For the word "NaiveDate", state how many lines below contain it. Give no other text.

● ● ●

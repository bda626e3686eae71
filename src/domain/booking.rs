//! Values produced and consumed by the booking wizard.

use chrono::NaiveDate;
use serde::Serialize;
use thiserror::Error;

use crate::domain::types::{BarberId, Money, ServiceId, SlotTime};

/// One of the four ordered wizard steps.
#[derive(Clone, Copy, Debug, PartialEq, Eq, PartialOrd, Ord, Hash, Serialize)]
pub enum WizardStep {
    Barber,
    Service,
    Date,
    Time,
}

impl WizardStep {
    pub const fn next(self) -> Option<WizardStep> {
        match self {
            WizardStep::Barber => Some(WizardStep::Service),
            WizardStep::Service => Some(WizardStep::Date),
            WizardStep::Date => Some(WizardStep::Time),
            WizardStep::Time => None,
        }
    }

    pub const fn previous(self) -> Option<WizardStep> {
        match self {
            WizardStep::Barber => None,
            WizardStep::Service => Some(WizardStep::Barber),
            WizardStep::Date => Some(WizardStep::Service),
            WizardStep::Time => Some(WizardStep::Date),
        }
    }

    pub const fn is_last(self) -> bool {
        matches!(self, WizardStep::Time)
    }
}

/// Choices made so far in a wizard session.
#[derive(Clone, Debug, Default, PartialEq, Eq, Serialize)]
#[serde(rename_all = "camelCase")]
pub struct BookingSelection {
    pub barber_id: Option<BarberId>,
    pub service_id: Option<ServiceId>,
    pub date: Option<NaiveDate>,
    pub time: Option<SlotTime>,
}

impl BookingSelection {
    /// Whether the field owned by `step` has been filled in.
    pub fn is_filled(&self, step: WizardStep) -> bool {
        match step {
            WizardStep::Barber => self.barber_id.is_some(),
            WizardStep::Service => self.service_id.is_some(),
            WizardStep::Date => self.date.is_some(),
            WizardStep::Time => self.time.is_some(),
        }
    }

    pub fn is_complete(&self) -> bool {
        self.barber_id.is_some()
            && self.service_id.is_some()
            && self.date.is_some()
            && self.time.is_some()
    }
}

#[derive(Clone, Copy, Debug, PartialEq, Eq, Serialize)]
pub struct TimeSlot {
    pub time: SlotTime,
    pub available: bool,
}

/// A calendar day offered by the wizard. Closed days are listed but not selectable.
#[derive(Clone, Copy, Debug, PartialEq, Eq, Serialize)]
pub struct DateOption {
    pub date: NaiveDate,
    pub selectable: bool,
}

/// Immutable result of a confirmed wizard session.
#[derive(Clone, Debug, PartialEq, Eq, Serialize)]
#[serde(rename_all = "camelCase")]
pub struct BookingSummary {
    pub barber_name: String,
    pub service_name: String,
    pub date: NaiveDate,
    pub time: SlotTime,
    pub price: Money,
}

/// Reasons a confirmation is refused. The wizard state is left untouched.
#[derive(Debug, Error, PartialEq, Eq)]
pub enum BookingError {
    #[error("booking can only be confirmed on the last step")]
    NotOnLastStep,
    #[error("booking selection is incomplete")]
    Incomplete,
    #[error("unknown barber {0}")]
    UnknownBarber(BarberId),
    #[error("unknown service {0}")]
    UnknownService(ServiceId),
}
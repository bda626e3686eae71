//! Mock repository implementations for isolating services in tests.

use mockall::mock;

use crate::repository::errors::RepositoryResult;
use crate::repository::{SnapshotReader, SnapshotWriter};

mock! {
    pub Repository {}

    impl SnapshotReader for Repository {
        fn load_snapshot(&self, key: &str) -> RepositoryResult<Option<String>>;
    }

    impl SnapshotWriter for Repository {
        fn save_snapshot(&self, key: &str, value: &str) -> RepositoryResult<()>;
        fn delete_snapshot(&self, key: &str) -> RepositoryResult<()>;
    }
}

● ● ●

_ANSWER TO THIS TASK_
4